Payments to trusts were earnings
The Supreme Court has published its judgement in the Rangers Football Club (RFC) case (RFC 2012 plc (in liquidation) formerly The Rangers Football Club plc) v AG for Scotland). The judgement explained that “The appeal raises a fundamental question about the nature of the income tax charge on employment income. That question is whether an employee’s remuneration is taxable as his or her emoluments or earnings when it is paid to a third party in circumstances in which the employee had no prior entitlement to receive it himself or herself.”
The decision stated that “The central issue in this appeal is whether it is necessary that the employee himself or herself should receive, or at least be entitled to receive, the remuneration for his or her work in order for that reward to amount to taxable emoluments”.
And that “The breadth of the wording of the tax charge and the absence of any restrictive wording in the primary legislation, do not give any support for inferring an intention to exclude from the tax charge such a payment to a third party which the employer and employee have agreed as part of the employee’s entitlement”.
The court decided that payments that the employees had agreed should be paid to trusts which then made loans to the employees were earnings when paid to the trusts and therefore liable to tax and national insurance contributions at that time, rather than beneficial loans.
This decision upheld the decision of the Court of Session, which had overturned the decisions of both the Upper Tribunal and the First Tier Tribunal.
This decision settles the law in respect of the facts surrounding RFC and similar fact patterns where remuneration is paid to third parties including EBTs.

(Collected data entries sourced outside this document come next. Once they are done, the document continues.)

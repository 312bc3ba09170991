//! SQLite storage bootstrap and schema migration entry points.
//!
//! # Responsibility
//! - Open (creating on first run) the household database.
//! - Ensure every record collection exists before any read or write.
//!
//! # Invariants
//! - Schema version is tracked via `PRAGMA user_version`.
//! - Migrations are additive: a version bump only creates what is missing.
//! - Core code must not touch collections before initialization succeeds.

use std::error::Error;
use std::fmt::{Display, Formatter};

pub mod migrations;
mod open;

pub use open::{initialize, initialize_in_memory};
pub use rusqlite::Connection;

/// Logical database name, mirrored into log events.
pub const DB_NAME: &str = "HomeHubDB";

/// File name used when callers do not configure a database path.
pub const DEFAULT_DB_FILE_NAME: &str = "homehub.sqlite3";

pub type DbResult<T> = Result<T, DbError>;

/// Low-level storage failure.
#[derive(Debug)]
pub enum DbError {
    Sqlite(rusqlite::Error),
    UnsupportedSchemaVersion {
        db_version: u32,
        latest_supported: u32,
    },
    /// Connection was not opened through [`initialize`].
    Uninitialized {
        expected_version: u32,
        actual_version: u32,
    },
}

impl Display for DbError {
    fn fmt(&self, f: &mut Formatter<'_>) -> std::fmt::Result {
        match self {
            Self::Sqlite(err) => write!(f, "{err}"),
            Self::UnsupportedSchemaVersion {
                db_version,
                latest_supported,
            } => write!(
                f,
                "database schema version {db_version} is newer than supported {latest_supported}"
            ),
            Self::Uninitialized {
                expected_version,
                actual_version,
            } => write!(
                f,
                "connection is at schema version {actual_version}, expected {expected_version}"
            ),
        }
    }
}

impl Error for DbError {
    fn source(&self) -> Option<&(dyn Error + 'static)> {
        match self {
            Self::Sqlite(err) => Some(err),
            Self::UnsupportedSchemaVersion { .. } | Self::Uninitialized { .. } => None,
        }
    }
}

impl From<rusqlite::Error> for DbError {
    fn from(value: rusqlite::Error) -> Self {
        Self::Sqlite(value)
    }
}

/// Fatal failure to open or create the household database.
///
/// The application cannot proceed after this error; front-ends replace
/// their whole surface with the message.
#[derive(Debug)]
pub enum InitializationError {
    /// The engine refused to open the file (permissions, bad path, ...).
    Open(DbError),
    /// The file opened but schema bootstrap failed.
    Bootstrap(DbError),
}

impl Display for InitializationError {
    fn fmt(&self, f: &mut Formatter<'_>) -> std::fmt::Result {
        match self {
            Self::Open(err) => write!(f, "failed to open {DB_NAME}: {err}"),
            Self::Bootstrap(err) => write!(f, "failed to prepare {DB_NAME} schema: {err}"),
        }
    }
}

impl Error for InitializationError {
    fn source(&self) -> Option<&(dyn Error + 'static)> {
        match self {
            Self::Open(err) | Self::Bootstrap(err) => Some(err),
        }
    }
}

The judgement is clear that there has to be a payment of earnings albeit the payment of earnings does not have to be to the employee but can be to a third party for the tax charge to arise. In the words of the judgement “As a general rule, therefore, the charge to tax on employment income extends to money that the employee is entitled to have paid as his or her remuneration whether it is paid to the employee or a third party. The legislation does not require that the employee receive the money; a third party, including a trustee, may receive it. While that is a general rule, not every payment by an employer to a third party falls within the tax charge. It is necessary to consider other circumstances revealed in case law and in statutory provisions which fall outside the general rule.”
We propose to enter into dialogue with HMRC to clarify the implications of and the extent of this decision.